Merriam's decision came after a call from Irwin Jacobs, owner of the world's largest bass-boat company and sponsor of the sport's richest tournament series. Jacobs wanted an off-site, live fish weigh-in for his bass tournament last week in Red Wing, but DNR officials initially refused the request because of concerns about fish mortality.
Merriam said he was unaware of the policy until told by Jacobs, the chief executive of Minnesota-based boat maker Genmar. He said his decision had nothing to do with Jacobs' stature and that he had never met Jacobs.
Minnesota is one of only a few states that hasn't allowed such weigh-ins in recent years, and environmental groups reacted mildly.
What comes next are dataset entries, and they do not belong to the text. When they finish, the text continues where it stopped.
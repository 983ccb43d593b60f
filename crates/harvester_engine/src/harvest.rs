use std::io;
use std::num::NonZeroUsize;
use std::path::PathBuf;

use harvest_logging::{harvest_error, harvest_info};
use harvester_core::{update_harvest, HarvestEffect, HarvestMsg, HarvestPhase, HarvestState};
use thiserror::Error;

use crate::fetch::{FetchSettings, PageFetcher, ReqwestPageFetcher};
use crate::persist::{PersistError, RecordSink};
use crate::{FetchError, Record};

#[derive(Debug, Error)]
pub enum HarvestError {
    #[error("invalid fetch settings: {0}")]
    Setup(FetchError),
    #[error("could not start async runtime: {0}")]
    Runtime(#[from] io::Error),
    #[error("page at offset {offset} failed, {discarded} fetched records dropped: {source}")]
    Fetch {
        offset: usize,
        discarded: usize,
        source: FetchError,
    },
    #[error("persist error: {0}")]
    Persist(#[from] PersistError),
}

impl HarvestError {
    /// Offset of the page request that aborted the run.
    pub fn offset(&self) -> Option<usize> {
        match self {
            HarvestError::Fetch { offset, .. } => Some(*offset),
            _ => None,
        }
    }
}

#[derive(Debug, Clone, PartialEq, Eq)]
pub struct HarvestSummary {
    pub pages: usize,
    pub record_count: usize,
    pub output: Option<PathBuf>,
}

/// Drives the harvest state machine against a page fetcher, one request at a time.
pub struct Harvester<F> {
    fetcher: F,
}

impl<F: PageFetcher> Harvester<F> {
    pub fn new(fetcher: F) -> Self {
        Self { fetcher }
    }

    pub fn page_length(&self) -> NonZeroUsize {
        self.fetcher.page_length()
    }

    /// Fetches pages until an empty or short page, then hands every record to `sink`.
    ///
    /// A failed request aborts the run and nothing reaches the sink.
    pub async fn run(&self, sink: &dyn RecordSink) -> Result<HarvestSummary, HarvestError> {
        let (mut state, mut effects) =
            update_harvest(HarvestState::<Record>::new(self.page_length()), HarvestMsg::Start);
        let mut output = None;

        while !effects.is_empty() {
            let mut follow_up = Vec::new();
            for effect in effects {
                match effect {
                    HarvestEffect::FetchPage {
                        offset,
                        page_length,
                    } => {
                        harvest_info!(
                            "Fetching records {}–{}...",
                            offset,
                            offset.saturating_add(page_length.get())
                        );
                        let records = match self.fetcher.fetch_page(offset, page_length).await {
                            Ok(records) => records,
                            Err(source) => {
                                let reason = source.to_string();
                                let (failed, _) =
                                    update_harvest(state, HarvestMsg::PageFailed { offset, reason });
                                return Err(aborted(&failed, offset, source));
                            }
                        };
                        let (next, more) =
                            update_harvest(state, HarvestMsg::PageLoaded { offset, records });
                        state = next;
                        follow_up.extend(more);
                    }
                    HarvestEffect::Persist { records } => {
                        harvest_info!("Fetched total {} records", records.len());
                        output = sink.persist(records)?;
                    }
                }
            }
            effects = follow_up;
        }

        Ok(HarvestSummary {
            pages: state.pages_appended(),
            record_count: state.record_count(),
            output,
        })
    }
}

fn aborted(state: &HarvestState<Record>, requested: usize, source: FetchError) -> HarvestError {
    let offset = match state.phase() {
        HarvestPhase::Failed { offset } => offset,
        _ => requested,
    };
    harvest_error!(
        "Harvest aborted at offset {}, dropping {} records: {}",
        offset,
        state.record_count(),
        state.failure_reason().unwrap_or("unknown failure")
    );
    HarvestError::Fetch {
        offset,
        discarded: state.record_count(),
        source,
    }
}

/// Runs a full harvest with the reqwest fetcher on a single-threaded runtime.
pub fn run_harvest_blocking(
    settings: FetchSettings,
    sink: &dyn RecordSink,
) -> Result<HarvestSummary, HarvestError> {
    let fetcher = ReqwestPageFetcher::new(settings).map_err(HarvestError::Setup)?;
    let runtime = tokio::runtime::Builder::new_current_thread()
        .enable_all()
        .build()?;
    let harvester = Harvester::new(fetcher);
    runtime.block_on(harvester.run(sink))
}
//! Render error types.

use crate::config::ConfigError;
use smcdiag_core::CoreError;
use thiserror::Error;

/// Process exit code for a missing input file.
pub const EXIT_USAGE: i32 = 1;
/// Process exit code for a missing or broken renderer.
pub const EXIT_ENVIRONMENT: i32 = 2;
/// Process exit code for I/O failures.
pub const EXIT_IO: i32 = 3;
/// Process exit code when strict mode rejects the input.
pub const EXIT_STRICT: i32 = 4;
/// Process exit code when the renderer ran and failed.
pub const EXIT_RENDER: i32 = 5;

/// Errors from configuration, output and the external renderer.
#[derive(Debug, Error)]
pub enum RenderError {
    #[error("I/O error: {0}")]
    Io(#[from] std::io::Error),

    #[error("core error: {0}")]
    Core(#[from] CoreError),

    #[error("config error: {0}")]
    Config(#[from] ConfigError),

    #[error("program {program} does not exist, please install it (see https://plantuml.com/download)")]
    RendererNotFound { program: String },

    #[error("program {program} cannot find 'dot', please install graphviz: {details}")]
    DotUnavailable { program: String, details: String },

    #[error("renderer {program} failed: {status}")]
    RendererFailed { program: String, status: String },
}

impl RenderError {
    /// Returns an error code suitable for diagnostics.
    pub fn error_code(&self) -> &'static str {
        match self {
            RenderError::Io(_) => "IO_ERROR",
            RenderError::Core(e) => e.error_code(),
            RenderError::Config(_) => "CONFIG_ERROR",
            RenderError::RendererNotFound { .. } => "RENDERER_NOT_FOUND",
            RenderError::DotUnavailable { .. } => "DOT_UNAVAILABLE",
            RenderError::RendererFailed { .. } => "RENDERER_FAILED",
        }
    }

    /// Returns the process exit code for this error.
    pub fn exit_code(&self) -> i32 {
        match self {
            RenderError::Io(_) => EXIT_IO,
            RenderError::Core(CoreError::IgnoredLines { .. }) => EXIT_STRICT,
            RenderError::Core(_) => EXIT_IO,
            RenderError::Config(_) => EXIT_USAGE,
            RenderError::RendererNotFound { .. } | RenderError::DotUnavailable { .. } => {
                EXIT_ENVIRONMENT
            }
            RenderError::RendererFailed { .. } => EXIT_RENDER,
        }
    }

    /// Returns whether the error was caused by the environment rather than the input.
    pub fn is_environment(&self) -> bool {
        self.exit_code() == EXIT_ENVIRONMENT
    }
}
"The sooner the fish are returned to the water, the better chance of survival. We would prefer to see the fish returned to water as soon as possible," said Lance Ness, president of the Fish and Wildlife Legislative Alliance. But his group wasn't opposed to tournament fishing and wouldn't take a position on the off-site weigh-ins, he said.
The ban started six years ago, after a Lake Minnetonka bass tournament weigh-in at the Mall of America ended with about one-fourth of the fish dead.
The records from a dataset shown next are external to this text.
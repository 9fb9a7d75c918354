//! # smcdiag-render
//!
//! Everything around the smcdiag core that touches the outside world.
//!
//! This crate provides:
//! - Layered configuration (defaults, YAML file, environment)
//! - Output path selection, generated-file headers and atomic writes
//! - Locating, probing and running the PlantUML renderer

pub mod config;
pub mod error;
pub mod output;
pub mod plantuml;

pub use config::{Config, ConfigError, ExportConfig, RendererConfig};
pub use error::RenderError;
pub use output::{output_path_for, write_atomic, GeneratedHeader};
pub use plantuml::{extra_args, PlantUml};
This year, the DNR twice denied a permit to allow Jacobs' tournament to move caught fish about 20 miles because of concerns that many might die after they were released back into the Mississippi River.
State law allows the DNR to deny permits for off-site weigh-ins at fishing tournaments to prevent "undue loss of fish" and to deny permits for live-release when "anticipated environmental conditions may cause increased mortality of fish."
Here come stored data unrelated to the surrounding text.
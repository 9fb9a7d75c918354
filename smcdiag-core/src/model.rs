//! Document model: a forest of states stored in an arena.
//!
//! States are addressed by [`StateId`], an index into the arena that stays
//! valid for the lifetime of the document. States are only ever appended and
//! never re-parented, so the forest cannot contain cycles.

use serde::Serialize;

/// Stable index of a state inside a [`Document`].
#[derive(Debug, Clone, Copy, PartialEq, Eq, Hash, PartialOrd, Ord, Serialize)]
#[serde(transparent)]
pub struct StateId(pub usize);

/// Enclosing state of a node.
#[derive(Debug, Clone, Copy, PartialEq, Eq, Serialize)]
#[serde(rename_all = "snake_case")]
pub enum Parent {
    /// Top-level state created by a root marker.
    Root,
    State(StateId),
}

/// A transition out of (or inside) a state.
#[derive(Debug, Clone, Default, PartialEq, Eq, Serialize)]
pub struct Transition {
    /// Triggering event.
    pub event: String,

    /// Target state; `None` for an internal transition.
    #[serde(skip_serializing_if = "Option::is_none")]
    pub next_state: Option<String>,

    /// Guard tokens, implicitly joined by AND.
    pub guards: Vec<String>,

    /// Events emitted when the transition fires.
    pub sent_events: Vec<String>,

    /// Action tokens.
    pub actions: Vec<String>,
}

impl Transition {
    /// Creates a transition to `next_state`.
    pub fn new(event: impl Into<String>, next_state: impl Into<String>) -> Self {
        Self {
            event: event.into(),
            next_state: Some(next_state.into()),
            ..Default::default()
        }
    }

    /// Creates an internal transition that does not leave the state.
    pub fn internal(event: impl Into<String>) -> Self {
        Self {
            event: event.into(),
            ..Default::default()
        }
    }

    pub fn with_guards(mut self, guards: Vec<String>) -> Self {
        self.guards = guards;
        self
    }

    pub fn with_actions(mut self, actions: Vec<String>) -> Self {
        self.actions = actions;
        self
    }

    /// Returns true if the transition has no target state.
    pub fn is_internal(&self) -> bool {
        self.next_state.is_none()
    }
}

/// A state node.
#[derive(Debug, Clone, PartialEq, Eq, Serialize)]
pub struct State {
    /// State name, unique among siblings.
    pub name: String,

    pub parent: Parent,

    /// Entry actions in declaration order.
    pub entry_actions: Vec<String>,

    /// Exit actions in declaration order.
    pub exit_actions: Vec<String>,

    /// Initial sub-state transition; the last `Default` line wins.
    #[serde(skip_serializing_if = "Option::is_none")]
    pub default_transition: Option<Transition>,

    /// Event transitions in declaration order.
    pub transitions: Vec<Transition>,

    /// Nested states in declaration order.
    pub children: Vec<StateId>,
}

impl State {
    pub fn new(name: impl Into<String>, parent: Parent) -> Self {
        Self {
            name: name.into(),
            parent,
            entry_actions: Vec::new(),
            exit_actions: Vec::new(),
            default_transition: None,
            transitions: Vec::new(),
            children: Vec::new(),
        }
    }

    pub fn is_root(&self) -> bool {
        matches!(self.parent, Parent::Root)
    }
}

/// Header values of a machine description. `None` means the header was
/// never seen.
#[derive(Debug, Clone, Default, PartialEq, Eq, Serialize)]
pub struct MachineHeader {
    pub fsm_name: Option<String>,
    pub context: Option<String>,
    pub initial: Option<String>,
    pub version: Option<String>,
}

/// A parsed machine description.
#[derive(Debug, Clone, Default, PartialEq, Eq, Serialize)]
pub struct Document {
    /// Header values.
    pub header: MachineHeader,

    /// Top-level states in the order their root markers appeared.
    roots: Vec<StateId>,

    /// Arena of all states.
    states: Vec<State>,
}

impl Document {
    /// Creates an empty document.
    pub fn new() -> Self {
        Self::default()
    }

    /// Appends a new top-level state.
    pub fn add_root(&mut self, name: impl Into<String>) -> StateId {
        let id = StateId(self.states.len());
        self.states.push(State::new(name, Parent::Root));
        self.roots.push(id);
        id
    }

    /// Appends a new child under `parent`.
    pub fn add_child(&mut self, parent: StateId, name: impl Into<String>) -> StateId {
        let id = StateId(self.states.len());
        self.states.push(State::new(name, Parent::State(parent)));
        self.states[parent.0].children.push(id);
        id
    }

    /// Returns a state by ID.
    ///
    /// # Panics
    ///
    /// Panics if `id` was not produced by this document.
    pub fn state(&self, id: StateId) -> &State {
        &self.states[id.0]
    }

    /// Returns a mutable state by ID.
    ///
    /// # Panics
    ///
    /// Panics if `id` was not produced by this document.
    pub fn state_mut(&mut self, id: StateId) -> &mut State {
        &mut self.states[id.0]
    }

    pub fn roots(&self) -> &[StateId] {
        &self.roots
    }

    pub fn children(&self, id: StateId) -> &[StateId] {
        &self.state(id).children
    }

    /// Number of states in the document.
    pub fn len(&self) -> usize {
        self.states.len()
    }

    pub fn is_empty(&self) -> bool {
        self.states.is_empty()
    }

    /// Finds the first state named `name`, searching depth-first with a parent
    /// visited before its children and roots in declaration order.
    pub fn find_by_name(&self, name: &str) -> Option<StateId> {
        self.iter().find(|(_, state)| state.name == name).map(|(id, _)| id)
    }

    /// Number of ancestors of `id`; roots have depth 0.
    pub fn depth(&self, id: StateId) -> usize {
        let mut depth = 0;
        let mut current = self.state(id).parent;
        while let Parent::State(parent) = current {
            depth += 1;
            current = self.state(parent).parent;
        }
        depth
    }

    /// Names from the root down to `id`.
    pub fn path(&self, id: StateId) -> Vec<&str> {
        let mut path = vec![self.state(id).name.as_str()];
        let mut current = self.state(id).parent;
        while let Parent::State(parent) = current {
            path.push(self.state(parent).name.as_str());
            current = self.state(parent).parent;
        }
        path.reverse();
        path
    }

    /// Iterates over all states in depth-first pre-order.
    pub fn iter(&self) -> PreOrder<'_> {
        PreOrder {
            doc: self,
            stack: self.roots.iter().rev().copied().collect(),
        }
    }

    /// Total number of event transitions across all states.
    pub fn transition_count(&self) -> usize {
        self.states.iter().map(|s| s.transitions.len()).sum()
    }

    /// Serializes the document as pretty-printed JSON.
    pub fn to_json(&self) -> Result<String, serde_json::Error> {
        serde_json::to_string_pretty(self)
    }
}

/// Depth-first pre-order iterator over a [`Document`].
pub struct PreOrder<'a> {
    doc: &'a Document,
    stack: Vec<StateId>,
}

impl<'a> Iterator for PreOrder<'a> {
    type Item = (StateId, &'a State);

    fn next(&mut self) -> Option<Self::Item> {
        let id = self.stack.pop()?;
        let state = self.doc.state(id);
        self.stack.extend(state.children.iter().rev().copied());
        Some((id, state))
    }
}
"DNR Fisheries' position is that it is better to avoid wasting fish and the inevitable public relations problems that occur when dead fish float to the surface after a tournament," fisheries director Ron Payer wrote in a briefing paper he prepared for Merriam on the topic.
Merriam's ruling ultimately allowed Jacobs' tournament to have a weigh-in at the Wal-Mart in Hastings. DNR officials say it appears that more than 20 percent of the fish -- largemouth and smallmouth bass -- died after the eight-hour excursion away from the river this month.
Jacobs is also the owner and financier behind the Wal-Mart FLW Tour. The tour is one of two high-paying pro bass fishing circuits that hold tournaments across the country each year. With millions in prize money at stake, the tournaments often are covered by cable outdoor shows and fishing magazines.
Weigh-ins for many of the 178 tournaments are held in Wal-Mart parking lots as promotions, and coverage often is piped into the aisles.